17/10/2021

A vizinha lá do fundo

é — ou foi — actriz das telenovelas, designadamente aquela dos morangos sem chantilly, pormenor do qual muito me confrange lembrar, uma vez que, quando se mudou para o caixote com telhado comum que passou a partilhar com a gente, deslocou-se propositadamente à minha porta com o intuito de se apresentar, e era ela de olhos esbugalhados e eu sem perceber o motivo de tanto escancaranço, tendo compreendido mais tarde que a explicação era apenas que aqui a xanxa não sabia quem era a vedeta. Não pude — nem posso agora — explicar-lhe que não assisto a semelhantes enredos radiotelevisivos, pois despendo as minhas horas livres com outro telelixo, uns furos abaixo daquele que a vizinha protagonizou.

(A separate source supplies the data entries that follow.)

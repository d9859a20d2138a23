//! DOM Node
//!
//! Sibling-linked node layout with cached id/class lookups on elements.

use crate::NodeId;

/// DOM Node - core structure
///
/// Tree links are stored as `NodeId` handles into the arena, `NONE` when
/// absent.
#[derive(Debug)]
pub struct Node {
    /// Parent node (NONE if detached or root)
    pub parent: NodeId,
    /// First child
    pub first_child: NodeId,
    /// Last child (for O(1) append)
    pub last_child: NodeId,
    /// Previous sibling
    pub prev_sibling: NodeId,
    /// Next sibling
    pub next_sibling: NodeId,
    /// Node-specific data
    pub data: NodeData,
}

impl Node {
    /// Create a new element node
    pub fn element(tag: &str) -> Self {
        Self {
            parent: NodeId::NONE,
            first_child: NodeId::NONE,
            last_child: NodeId::NONE,
            prev_sibling: NodeId::NONE,
            next_sibling: NodeId::NONE,
            data: NodeData::Element(ElementData::new(tag)),
        }
    }

    /// Create a new text node
    pub fn text(content: String) -> Self {
        Self {
            parent: NodeId::NONE,
            first_child: NodeId::NONE,
            last_child: NodeId::NONE,
            prev_sibling: NodeId::NONE,
            next_sibling: NodeId::NONE,
            data: NodeData::Text(TextData { content }),
        }
    }

    /// Create a document node
    pub fn document() -> Self {
        Self {
            parent: NodeId::NONE,
            first_child: NodeId::NONE,
            last_child: NodeId::NONE,
            prev_sibling: NodeId::NONE,
            next_sibling: NodeId::NONE,
            data: NodeData::Document,
        }
    }

    /// Check if this is an element
    #[inline]
    pub fn is_element(&self) -> bool {
        matches!(self.data, NodeData::Element(_))
    }

    /// Get element data if this is an element
    #[inline]
    pub fn as_element(&self) -> Option<&ElementData> {
        match &self.data {
            NodeData::Element(e) => Some(e),
            _ => None,
        }
    }

    /// Get mutable element data
    #[inline]
    pub fn as_element_mut(&mut self) -> Option<&mut ElementData> {
        match &mut self.data {
            NodeData::Element(e) => Some(e),
            _ => None,
        }
    }

    /// Get text content if this is a text node
    #[inline]
    pub fn as_text(&self) -> Option<&str> {
        match &self.data {
            NodeData::Text(t) => Some(&t.content),
            _ => None,
        }
    }
}

/// Node-specific data
#[derive(Debug)]
pub enum NodeData {
    /// Document root
    Document,
    /// Element
    Element(ElementData),
    /// Text content
    Text(TextData),
}

/// Element-specific data
///
/// `id` and `classes` mirror the corresponding attributes; they are kept in
/// sync by `set_attr`/`remove_attr` because selector matching hits them on
/// every dispatch.
#[derive(Debug)]
pub struct ElementData {
    /// Tag name (lowercase)
    pub tag: String,
    /// Attributes in document order
    pub attrs: Vec<Attribute>,
    /// Cached id attribute
    pub id: Option<String>,
    /// Cached class list
    pub classes: Vec<String>,
    /// Form control value (inputs, selects, textareas)
    pub value: Option<String>,
    /// Form control disabled flag
    pub disabled: bool,
}

impl ElementData {
    pub fn new(tag: &str) -> Self {
        Self {
            tag: tag.to_lowercase(),
            attrs: Vec::new(),
            id: None,
            classes: Vec::new(),
            value: None,
            disabled: false,
        }
    }

    /// Get an attribute value
    pub fn get_attr(&self, name: &str) -> Option<&str> {
        self.attrs
            .iter()
            .find(|a| a.name == name)
            .map(|a| a.value.as_str())
    }

    /// Set an attribute, refreshing the id/class caches
    pub fn set_attr(&mut self, name: &str, value: &str) {
        match self.attrs.iter_mut().find(|a| a.name == name) {
            Some(attr) => attr.value = value.to_string(),
            None => self.attrs.push(Attribute {
                name: name.to_string(),
                value: value.to_string(),
            }),
        }
        match name {
            "id" => self.id = Some(value.to_string()),
            "class" => {
                self.classes = value.split_whitespace().map(|s| s.to_string()).collect();
            }
            _ => {}
        }
    }

    /// Remove an attribute, refreshing the id/class caches
    pub fn remove_attr(&mut self, name: &str) {
        self.attrs.retain(|a| a.name != name);
        match name {
            "id" => self.id = None,
            "class" => self.classes.clear(),
            _ => {}
        }
    }

    /// Check whether the class list contains `class`
    pub fn has_class(&self, class: &str) -> bool {
        self.classes.iter().any(|c| c == class)
    }

    /// Add a class if not already present
    pub fn add_class(&mut self, class: &str) {
        if !self.has_class(class) {
            self.classes.push(class.to_string());
            self.sync_class_attr();
        }
    }

    /// Remove a class if present
    pub fn remove_class(&mut self, class: &str) {
        let before = self.classes.len();
        self.classes.retain(|c| c != class);
        if self.classes.len() != before {
            self.sync_class_attr();
        }
    }

    fn sync_class_attr(&mut self) {
        let joined = self.classes.join(" ");
        match self.attrs.iter_mut().find(|a| a.name == "class") {
            Some(attr) => attr.value = joined,
            None => self.attrs.push(Attribute {
                name: "class".to_string(),
                value: joined,
            }),
        }
    }
}

/// Text node data
#[derive(Debug)]
pub struct TextData {
    pub content: String,
}

/// Attribute
#[derive(Debug)]
pub struct Attribute {
    pub name: String,
    pub value: String,
}

#[cfg(test)]
mod tests {
    use super::*;

    #[test]
    fn test_set_attr_caches_id_and_classes() {
        let mut elem = ElementData::new("DIV");
        assert_eq!(elem.tag, "div");

        elem.set_attr("id", "main");
        elem.set_attr("class", "box active");

        assert_eq!(elem.id.as_deref(), Some("main"));
        assert!(elem.has_class("box"));
        assert!(elem.has_class("active"));
        assert!(!elem.has_class("hidden"));
    }

    #[test]
    fn test_class_mutation_syncs_attribute() {
        let mut elem = ElementData::new("span");
        elem.add_class("hidden");
        elem.add_class("hidden");
        assert_eq!(elem.classes.len(), 1);
        assert_eq!(elem.get_attr("class"), Some("hidden"));

        elem.remove_class("hidden");
        assert!(!elem.has_class("hidden"));
        assert_eq!(elem.get_attr("class"), Some(""));
    }

    #[test]
    fn test_remove_attr_clears_caches() {
        let mut elem = ElementData::new("input");
        elem.set_attr("id", "name");
        elem.remove_attr("id");
        assert_eq!(elem.id, None);
        assert_eq!(elem.get_attr("id"), None);
    }
}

Também não guardo mágoa desse episódio, já que ela se fartou de me mentir, por exemplo quando disse ser mãe de três, quando afinal é de apenas dois (o terceiro é do companheiro e saiu de outra barriga, ou seja, matematicamente, a pessoa estava a considerar os meus, os teus e os nossos, dado que um dos dela também não saiu daquele peny com o qual coabita), claramente a tentar medir pilas comigo, só porque eu sou mãe de quatro (chiu, respeito).

Acontece que esta mamã de todos deixa sacos de cinquenta litros cheios de fraldas de cocó — que eu presumo pertencerem ao mais novo, com coisa de três anos e cerca de um metro e trinta e quatro de altura — na conduta do lixo, que fica exactamente junto à porta cá do lar, algo longínqua da dela, já que habita nos fundilhos do patamar. Portanto, a enorme cria defeca, imagino que tarolos olímpicos, ela guarda aquilo uns dias dentro de casa, e depois vem despejar sacos cheios de calhaus putrefeitos à minha porta. 

Ora, vamos lá a ver: a conduta destina-se apenas a lixo reciclável. Todo o restante deve ser metido cano abaixo, lá naquela portinhola fedorenta. Então, a vizinha, de duas, uma: ou considera a possibilidade de as fraldas do seu pimpolhão serem recicladas (para adubo de plantações de cápsulas de café), ou teme que os sacos entupam a conduta comum. A mim, deixa-me de mãos e pés atados, não me restando alternativa senão enfiar eu mesma cada saco cano abaixo, se não quiser ter meu lar a feder a ETAR. Porque devolvê-los para a porta dela seria a solução para este imbróglio, só que, lá está, eu sou uma senhora, não faço essas coisas. Mais depressa lhe deixo um bacio à porta, a ver se incentivo o desfralde à criança. Que já virá tarde, ainda assim.